WASHINGTON — U.S. Sen. Susan Collins criticized parts of President Donald Trump’s 2026 budget proposal, including a real-terms cut to defense spending that the administration is billing as an increase as well as the targeted end of a fuel aid program.
The Republican president’s budget showed a desire to crack down on diversity programs and initiatives to address climate change. But the administration has yet to release key details. Members of Congress, including Collins, the chair of the Senate Appropriations Committee, also are indicating a desire to assert their role in the process.
Budgets do not become law but serve as a touchstone for the upcoming fiscal year debates.

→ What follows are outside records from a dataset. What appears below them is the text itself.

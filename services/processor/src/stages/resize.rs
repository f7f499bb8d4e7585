use super::{resized_key, DerivedKey, ImageRef};
use crate::codec::ImageCodec;
use crate::error::StageError;
use crate::model::ImageMetadata;
use crate::object_store::ObjectStore;
use std::sync::Arc;
use tracing::{debug, instrument};

/// Bounded-dimension JPEG rendition, written next to the original
pub struct ResizeStage {
    objects: Arc<dyn ObjectStore>,
    codec: Arc<dyn ImageCodec>,
    max_width: u32,
    max_height: u32,
}

impl ResizeStage {
    pub fn new(
        objects: Arc<dyn ObjectStore>,
        codec: Arc<dyn ImageCodec>,
        max_width: u32,
        max_height: u32,
    ) -> Self {
        Self {
            objects,
            codec,
            max_width,
            max_height,
        }
    }

    #[instrument(skip(self, metadata), fields(image_key = %image.image_key))]
    pub async fn run(&self, image: &ImageRef, metadata: &ImageMetadata) -> Result<DerivedKey, StageError> {
        let body = self.objects.get(&image.bucket, &image.image_key, None).await?;

        let codec = self.codec.clone();
        let (max_width, max_height) = (self.max_width, self.max_height);
        let rendition =
            tokio::task::spawn_blocking(move || codec.fit_within(&body, max_width, max_height)).await??;

        let key = resized_key(&image.image_key);
        self.objects
            .put(&image.bucket, &key, rendition.bytes, "image/jpeg")
            .await?;

        debug!(
            from = ?(metadata.width, metadata.height),
            to = ?(rendition.width, rendition.height),
            output_key = %key,
            "Resized rendition written"
        );
        Ok(DerivedKey(key))
    }
}
//! Kafka connection settings shared by the Prism consumer and producer.
//!
//! The same [`KafkaConfig`] is embedded in the processor's service
//! configuration, so every field has a serde default and the struct can be
//! loaded from a partial TOML table or from `__`-separated environment keys.

use rdkafka::config::ClientConfig;
use serde::{Deserialize, Serialize};
use std::collections::HashMap;
use std::time::Duration;
use thiserror::Error;

/// Errors that can occur while validating messaging configuration
#[derive(Error, Debug)]
pub enum ConfigError {
    #[error("Missing required configuration: {0}")]
    MissingRequired(String),

    #[error("Invalid configuration value for {key}: {message}")]
    InvalidValue { key: String, message: String },
}

/// Security protocol for broker connections
#[derive(Debug, Clone, Copy, Serialize, Deserialize, Default, PartialEq, Eq)]
#[serde(rename_all = "snake_case")]
pub enum SecurityProtocol {
    #[default]
    Plaintext,
    Ssl,
    SaslPlaintext,
    SaslSsl,
}

impl SecurityProtocol {
    pub fn as_str(&self) -> &'static str {
        match self {
            SecurityProtocol::Plaintext => "plaintext",
            SecurityProtocol::Ssl => "ssl",
            SecurityProtocol::SaslPlaintext => "sasl_plaintext",
            SecurityProtocol::SaslSsl => "sasl_ssl",
        }
    }

    fn uses_sasl(&self) -> bool {
        matches!(self, SecurityProtocol::SaslPlaintext | SecurityProtocol::SaslSsl)
    }
}

/// Credentials and certificates for secured clusters
#[derive(Debug, Clone, Serialize, Deserialize, Default)]
pub struct SecurityConfig {
    #[serde(default)]
    pub protocol: SecurityProtocol,
    /// SASL mechanism (PLAIN, SCRAM-SHA-256, SCRAM-SHA-512)
    #[serde(default = "default_sasl_mechanism")]
    pub sasl_mechanism: String,
    pub sasl_username: Option<String>,
    pub sasl_password: Option<String>,
    /// Path to CA certificate file
    pub ssl_ca_location: Option<String>,
}

fn default_sasl_mechanism() -> String {
    "PLAIN".to_string()
}

/// Topic names used by the ingestion pipeline
#[derive(Debug, Clone, Serialize, Deserialize)]
pub struct TopicConfig {
    /// "Object created" notifications that start a pipeline run
    #[serde(default = "default_uploads_topic")]
    pub uploads: String,
    /// Terminal success/failure notifications
    #[serde(default = "default_notifications_topic")]
    pub notifications: String,
    /// Trigger messages that could not be handled
    #[serde(default = "default_dlq_topic")]
    pub dead_letter_queue: String,
}

fn default_uploads_topic() -> String {
    "prism.uploads".to_string()
}

fn default_notifications_topic() -> String {
    "prism.notifications".to_string()
}

fn default_dlq_topic() -> String {
    "prism.uploads.dlq".to_string()
}

impl Default for TopicConfig {
    fn default() -> Self {
        Self {
            uploads: default_uploads_topic(),
            notifications: default_notifications_topic(),
            dead_letter_queue: default_dlq_topic(),
        }
    }
}

/// Main Kafka configuration
#[derive(Debug, Clone, Serialize, Deserialize)]
pub struct KafkaConfig {
    /// Comma-separated list of broker addresses
    #[serde(default = "default_bootstrap_servers")]
    pub bootstrap_servers: String,
    #[serde(default = "default_client_id")]
    pub client_id: String,
    /// Consumer group for the uploads topic
    #[serde(default = "default_group_id")]
    pub group_id: String,
    /// Auto offset reset: earliest, latest, none
    #[serde(default = "default_auto_offset_reset")]
    pub auto_offset_reset: String,
    #[serde(default = "default_session_timeout_ms")]
    pub session_timeout_ms: u64,
    /// Must exceed the pipeline run budget, or the broker evicts a busy consumer
    #[serde(default = "default_max_poll_interval_ms")]
    pub max_poll_interval_ms: u64,
    /// Producer delivery timeout in milliseconds
    #[serde(default = "default_request_timeout_ms")]
    pub request_timeout_ms: u64,
    #[serde(default)]
    pub security: SecurityConfig,
    #[serde(default)]
    pub topics: TopicConfig,
    /// Additional librdkafka properties
    #[serde(default)]
    pub extra_properties: HashMap<String, String>,
}

fn default_bootstrap_servers() -> String {
    "localhost:9092".to_string()
}

fn default_client_id() -> String {
    "prism-processor".to_string()
}

fn default_group_id() -> String {
    "prism-processor".to_string()
}

fn default_auto_offset_reset() -> String {
    "earliest".to_string()
}

fn default_session_timeout_ms() -> u64 {
    30000
}

fn default_max_poll_interval_ms() -> u64 {
    600000
}

fn default_request_timeout_ms() -> u64 {
    30000
}

impl Default for KafkaConfig {
    fn default() -> Self {
        Self {
            bootstrap_servers: default_bootstrap_servers(),
            client_id: default_client_id(),
            group_id: default_group_id(),
            auto_offset_reset: default_auto_offset_reset(),
            session_timeout_ms: default_session_timeout_ms(),
            max_poll_interval_ms: default_max_poll_interval_ms(),
            request_timeout_ms: default_request_timeout_ms(),
            security: SecurityConfig::default(),
            topics: TopicConfig::default(),
            extra_properties: HashMap::new(),
        }
    }
}

impl KafkaConfig {
    pub fn new(bootstrap_servers: impl Into<String>) -> Self {
        Self {
            bootstrap_servers: bootstrap_servers.into(),
            ..Default::default()
        }
    }

    fn base_client_config(&self) -> ClientConfig {
        let mut config = ClientConfig::new();

        config
            .set("bootstrap.servers", &self.bootstrap_servers)
            .set("client.id", &self.client_id)
            .set("security.protocol", self.security.protocol.as_str());

        if let Some(ref ca) = self.security.ssl_ca_location {
            config.set("ssl.ca.location", ca);
        }

        if self.security.protocol.uses_sasl() {
            config.set("sasl.mechanism", &self.security.sasl_mechanism);
            if let Some(ref username) = self.security.sasl_username {
                config.set("sasl.username", username);
            }
            if let Some(ref password) = self.security.sasl_password {
                config.set("sasl.password", password);
            }
        }

        for (key, value) in &self.extra_properties {
            config.set(key, value);
        }

        config
    }

    /// Producer settings: idempotent, fully acknowledged delivery
    pub fn producer_client_config(&self) -> ClientConfig {
        let mut config = self.base_client_config();

        config
            .set("acks", "all")
            .set("enable.idempotence", "true")
            .set("compression.type", "lz4")
            .set("message.timeout.ms", self.request_timeout_ms.to_string());

        config
    }

    /// Consumer settings: offsets are committed manually once a message is handled
    pub fn consumer_client_config(&self) -> ClientConfig {
        let mut config = self.base_client_config();

        config
            .set("group.id", &self.group_id)
            .set("auto.offset.reset", &self.auto_offset_reset)
            .set("enable.auto.commit", "false")
            .set("session.timeout.ms", self.session_timeout_ms.to_string())
            .set("max.poll.interval.ms", self.max_poll_interval_ms.to_string());

        config
    }

    pub fn request_timeout(&self) -> Duration {
        Duration::from_millis(self.request_timeout_ms)
    }

    pub fn validate(&self) -> Result<(), ConfigError> {
        if self.bootstrap_servers.trim().is_empty() {
            return Err(ConfigError::MissingRequired("kafka.bootstrap_servers".to_string()));
        }

        if self.group_id.trim().is_empty() {
            return Err(ConfigError::MissingRequired("kafka.group_id".to_string()));
        }

        if self.security.protocol.uses_sasl() && self.security.sasl_username.is_none() {
            return Err(ConfigError::MissingRequired(
                "kafka.security.sasl_username (required for SASL)".to_string(),
            ));
        }

        if self.topics.uploads == self.topics.dead_letter_queue {
            return Err(ConfigError::InvalidValue {
                key: "kafka.topics.dead_letter_queue".to_string(),
                message: "must differ from the uploads topic".to_string(),
            });
        }

        Ok(())
    }
}

#[cfg(test)]
mod tests {
    use super::*;

    #[test]
    fn test_default_config_is_valid() {
        let config = KafkaConfig::default();
        assert_eq!(config.bootstrap_servers, "localhost:9092");
        assert_eq!(config.topics.uploads, "prism.uploads");
        assert!(config.validate().is_ok());
    }

    #[test]
    fn test_consumer_config_disables_auto_commit() {
        let config = KafkaConfig::new("broker:9092");
        let client = config.consumer_client_config();

        assert_eq!(client.get("bootstrap.servers"), Some("broker:9092"));
        assert_eq!(client.get("enable.auto.commit"), Some("false"));
        assert_eq!(client.get("group.id"), Some("prism-processor"));
    }

    #[test]
    fn test_sasl_settings_only_for_sasl_protocols() {
        let mut config = KafkaConfig::default();
        assert!(config.producer_client_config().get("sasl.mechanism").is_none());

        config.security.protocol = SecurityProtocol::SaslSsl;
        config.security.sasl_username = Some("svc".to_string());
        let client = config.producer_client_config();
        assert_eq!(client.get("sasl.mechanism"), Some("PLAIN"));
        assert_eq!(client.get("sasl.username"), Some("svc"));
    }

    #[test]
    fn test_sasl_without_username_is_rejected() {
        let mut config = KafkaConfig::default();
        config.security.protocol = SecurityProtocol::SaslPlaintext;

        assert!(matches!(
            config.validate(),
            Err(ConfigError::MissingRequired(_))
        ));
    }

    #[test]
    fn test_dlq_must_differ_from_uploads() {
        let mut config = KafkaConfig::default();
        config.topics.dead_letter_queue = config.topics.uploads.clone();

        assert!(matches!(
            config.validate(),
            Err(ConfigError::InvalidValue { .. })
        ));
    }
}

Trump’s proposal arrives after he unilaterally imposed what could be hundreds of billions of dollars in tax increases in the form of tariffs, setting off a trade war that has consumers, CEOs and foreign leaders worried about a possible economic downturn.
The nation’s estimated $7 trillion-plus federal budget has been growing steadily, with annual deficits fast approaching $2 trillion and the annual interest payments on the debt almost $1 trillion. The nation’s debt load, at $36 trillion, is ballooning.
Trump’s proposal seeks to cut discretionary spending by a total of 7.6 percent next year, according to the administration’s summary. It said its proposal includes a 13 percent increase in national security spending, but it would actually be a cut because it includes money from a spending roadmap that Congress has not authorized yet.
That drew opposition from Republican hawks including Collins and former Senate Minority Leader Mitch McConnell of Kentucky. The Maine senator also keyed in on Trump targeting the end of the Low Income Home Energy Assistance Program, which looms large in Maine and other cold states.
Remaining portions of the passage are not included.